Агитпроп. Идеология победы | страница 82



Тут фокус в том, что евгеника вообще-то является прямой предшественницей генетики. Той самой генетики, которая на сессии ВАСХНИЛ 1948 года будет заклеймена как «продажная девка империализма». И знаменитый конфликт между Лысенко и Вавиловым, трагически разрешённый не в пользу последнего, в действительности был лишь отзвуком куда более важного и ожесточённого спора. Спора не столько об урожайности картофеля или яровизации пшеницы.
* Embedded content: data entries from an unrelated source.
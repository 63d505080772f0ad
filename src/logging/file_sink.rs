//! Append-only log file with single-backup rotation
//!
//! Each write opens the file, appends, and closes it again. A mutex
//! serializes writes and rotation so lines never interleave and a rotation
//! never races an in-flight append.

use std::fs::{self, OpenOptions};
use std::io::{self, Write};
use std::path::{Path, PathBuf};
use std::sync::Mutex;

use chrono::Utc;

/// Line written after a record's trace text
pub const TRACE_HEADER: &str = "Trace:";
/// Line closing a trace block
pub const TRACE_END_MARKER: &str = "EndOfTrace -------------------------------";
/// Suffix of the archived log file
pub const BACKUP_SUFFIX: &str = ".old";

/// Writer for a single persistent log file
#[derive(Debug)]
pub struct FileSink {
    path: PathBuf,
    backup_path: PathBuf,
    lock: Mutex<()>,
}

impl FileSink {
    /// Create a sink for the given file path. Nothing is touched on disk.
    pub fn new(path: impl Into<PathBuf>) -> Self {
        let path = path.into();
        let mut backup = path.clone().into_os_string();
        backup.push(BACKUP_SUFFIX);

        Self {
            path,
            backup_path: PathBuf::from(backup),
            lock: Mutex::new(()),
        }
    }

    /// Path of the current log file
    pub fn path(&self) -> &Path {
        &self.path
    }

    /// Path of the archived log file
    pub fn backup_path(&self) -> &Path {
        &self.backup_path
    }

    /// Append one timestamped record line
    pub fn append(&self, record: &str) -> io::Result<()> {
        let line = timestamped(record);
        self.write_locked(|file| writeln!(file, "{}", line))
    }

    /// Append a timestamped record followed by a delimited trace block
    pub fn append_with_trace(&self, record: &str, trace: &str) -> io::Result<()> {
        let mut block = timestamped(record);
        block.push('\n');
        block.push_str(TRACE_HEADER);
        block.push('\n');
        block.push_str(trace);
        if !trace.ends_with('\n') {
            block.push('\n');
        }
        block.push_str(TRACE_END_MARKER);
        block.push('\n');

        self.write_locked(|file| file.write_all(block.as_bytes()))
    }

    /// Archive the current file to `.old`, discarding any previous archive
    ///
    /// Does nothing when there is no current file. If the rename fails the
    /// current file stays where it was.
    pub fn reset(&self) -> io::Result<()> {
        let _guard = self.lock.lock().unwrap_or_else(|poisoned| poisoned.into_inner());

        if !self.path.exists() {
            return Ok(());
        }

        if self.backup_path.exists() {
            fs::remove_file(&self.backup_path)?;
        }
        fs::rename(&self.path, &self.backup_path)?;

        tracing::debug!(
            "Rotated log file {} -> {}",
            self.path.display(),
            self.backup_path.display()
        );
        Ok(())
    }

    /// Open in append mode, run the write, close, all under the lock
    fn write_locked<F>(&self, write: F) -> io::Result<()>
    where
        F: FnOnce(&mut fs::File) -> io::Result<()>,
    {
        // A panic while holding the guard cannot leave the file half-open,
        // so a poisoned lock is still safe to use.
        let _guard = self.lock.lock().unwrap_or_else(|poisoned| poisoned.into_inner());

        if let Some(parent) = self.path.parent() {
            if !parent.as_os_str().is_empty() && !parent.exists() {
                fs::create_dir_all(parent)?;
            }
        }

        let mut file = OpenOptions::new()
            .create(true)
            .append(true)
            .open(&self.path)?;
        write(&mut file)?;
        file.flush()
    }
}

/// Prefix a record with the current UTC time and a tab
fn timestamped(record: &str) -> String {
    format!("{}\t{}", Utc::now().format("%H:%M:%S"), record)
}

#[cfg(test)]
mod tests {
    use super::*;
    use tempfile::TempDir;

    fn sink_in(dir: &TempDir) -> FileSink {
        FileSink::new(dir.path().join("GameLog"))
    }

    #[test]
    fn test_backup_path_has_old_suffix() {
        let sink = FileSink::new("/tmp/saves/GameLog");
        assert_eq!(sink.backup_path(), Path::new("/tmp/saves/GameLog.old"));
    }

    #[test]
    fn test_append_writes_timestamped_lines() {
        let temp_dir = TempDir::new().unwrap();
        let sink = sink_in(&temp_dir);

        sink.append("first").unwrap();
        sink.append("second").unwrap();

        let content = fs::read_to_string(sink.path()).unwrap();
        let lines: Vec<&str> = content.lines().collect();
        assert_eq!(lines.len(), 2);

        let (time, record) = lines[0].split_once('\t').unwrap();
        assert_eq!(record, "first");
        assert_eq!(time.len(), 8);
        assert!(chrono::NaiveTime::parse_from_str(time, "%H:%M:%S").is_ok());
        assert!(lines[1].ends_with("\tsecond"));
    }

    #[test]
    fn test_append_creates_missing_directory() {
        let temp_dir = TempDir::new().unwrap();
        let sink = FileSink::new(temp_dir.path().join("nested").join("dir").join("GameLog"));

        sink.append("hello").unwrap();
        assert!(sink.path().exists());
    }

    #[test]
    fn test_append_with_trace_block() {
        let temp_dir = TempDir::new().unwrap();
        let sink = sink_in(&temp_dir);

        sink.append_with_trace("boom", "at frame one\nat frame two").unwrap();

        let content = fs::read_to_string(sink.path()).unwrap();
        let lines: Vec<&str> = content.lines().collect();
        assert_eq!(lines.len(), 5);
        assert!(lines[0].ends_with("\tboom"));
        assert_eq!(lines[1], TRACE_HEADER);
        assert_eq!(lines[2], "at frame one");
        assert_eq!(lines[3], "at frame two");
        assert_eq!(lines[4], TRACE_END_MARKER);
    }

    #[test]
    fn test_append_with_empty_trace() {
        let temp_dir = TempDir::new().unwrap();
        let sink = sink_in(&temp_dir);

        sink.append_with_trace("boom", "").unwrap();

        let content = fs::read_to_string(sink.path()).unwrap();
        let lines: Vec<&str> = content.lines().collect();
        assert_eq!(lines[1], TRACE_HEADER);
        assert_eq!(lines.last().copied(), Some(TRACE_END_MARKER));
    }

    #[test]
    fn test_reset_without_file_is_noop() {
        let temp_dir = TempDir::new().unwrap();
        let sink = sink_in(&temp_dir);

        sink.reset().unwrap();

        assert!(!sink.path().exists());
        assert!(!sink.backup_path().exists());
        assert_eq!(fs::read_dir(temp_dir.path()).unwrap().count(), 0);
    }

    #[test]
    fn test_reset_archives_current_file() {
        let temp_dir = TempDir::new().unwrap();
        let sink = sink_in(&temp_dir);

        sink.append("before reset").unwrap();
        sink.reset().unwrap();

        assert!(!sink.path().exists());
        let archived = fs::read_to_string(sink.backup_path()).unwrap();
        assert!(archived.contains("before reset"));

        sink.append("after reset").unwrap();
        let current = fs::read_to_string(sink.path()).unwrap();
        assert!(current.contains("after reset"));
        assert!(!current.contains("before reset"));
    }

    #[test]
    fn test_reset_replaces_previous_backup() {
        let temp_dir = TempDir::new().unwrap();
        let sink = sink_in(&temp_dir);

        sink.append("generation one").unwrap();
        sink.reset().unwrap();
        sink.append("generation two").unwrap();
        sink.reset().unwrap();

        let archived = fs::read_to_string(sink.backup_path()).unwrap();
        assert!(archived.contains("generation two"));
        assert!(!archived.contains("generation one"));
        assert!(!sink.path().exists());
    }

    #[test]
    fn test_reset_failure_keeps_current_file() {
        let temp_dir = TempDir::new().unwrap();
        let sink = sink_in(&temp_dir);

        sink.append("keep me").unwrap();
        // A non-empty directory in the backup slot cannot be removed as a file
        fs::create_dir(sink.backup_path()).unwrap();
        fs::write(sink.backup_path().join("occupant"), "x").unwrap();

        assert!(sink.reset().is_err());

        let current = fs::read_to_string(sink.path()).unwrap();
        assert!(current.contains("keep me"));
        assert!(sink.backup_path().join("occupant").exists());
    }

    #[test]
    fn test_double_reset_keeps_single_backup() {
        let temp_dir = TempDir::new().unwrap();
        let sink = sink_in(&temp_dir);

        sink.append("only entry").unwrap();
        sink.reset().unwrap();
        sink.reset().unwrap();

        // Nothing was logged in between, so the second reset has nothing to move
        assert!(!sink.path().exists());
        assert!(sink.backup_path().exists());
        assert_eq!(fs::read_dir(temp_dir.path()).unwrap().count(), 1);
    }
}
Если за наследственность, как настаивала евгеника, отвечают только гены (а среда, воспитание, образование не играют роли), то выводы нацистов о превосходстве одних людей над другими можно считать доказанными. Значит, от Клима Чугункина при любом стечении обстоятельств может уродиться только Клим Чугункин. Совок. Колорад. Ватник. Унтерменш. То есть ещё раз: это полностью опрокидывает всю советскую идеологию равенства людей — с её республикой ШКИД, ликвидацией безграмотности или борьбой с пьянством.

Стоит ли удивляться тому, что в 30-е годы советская евгеника была выкорчевана с мясом — институты закрыты, проповедники репрессированы? Не понравились усатому телефонному абоненту эксперименты профессора Преображенского. Чуть подробнее обо всём этом — в нашем следующем фильме.

* * *

Однако, оставив на время несчастного Шарика, перенесёмся теперь в 2003 год. В аэропорту Внуково-3 многочисленная свита ожидает прибытия Михаила Ходорковского. Он вызван на первый допрос в Генпрокуратуру. А наша съёмочная группа пытается перехватить его перед отбытием из Москвы. Свита перепугана, ей кажется, будто на самом верху принято решение «мочить олигархов». Приезжает сам Ходор. До этого я видел его лишь дважды: когда брал у него интервью по случаю очередных колебаний доллара (Ходор почему-то считался экспертом) и когда Ходор вместе со Швидлером на пресс-конференции в «Хаятте» объявили о слиянии ЮКОСа и «Сибнефти» (сорвалось). В обоих случаях мы наблюдали лоснящегося, до крайней степени самоуверенного и вальяжного человека. Однако во Внуково приехал совершенно иной Ходор. Его лицо тряслось. В буквальном смысле. Губы, щёки, кожа на шее ходили ходуном, как студень на тарелке. В камеру он сказал лишь несколько слов. Без камеры добавил что-то вроде «они хотят нас всех вынести, всех» и исчез за стеклянными дверями.

Москва к тому времени уже была увешана юкосовскими билдбордами. Их должны помнить. «Чего вы хотите? — спрашивала реклама. — Всё отобрать и поделить? Или честно жить и достойно зарабатывать?». У короткого вопроса, разумеется, был более сложный подтекст. Подразумевалось: «Чего вы хотите? Национализации стратегических отраслей экономики и возвращения в СССР — страну шариковых, люмпен-дегенератов, угнетающих талантливых и креативных одиночек (вроде профессора Преображенского/фарцовщика Ходорковского)? Или же светлого рыночного завтра, в котором преображенские и ходорковские преумножают свои знания/состояния, предоставляя шариковым возможность работать или просто существовать на социальные пособия?»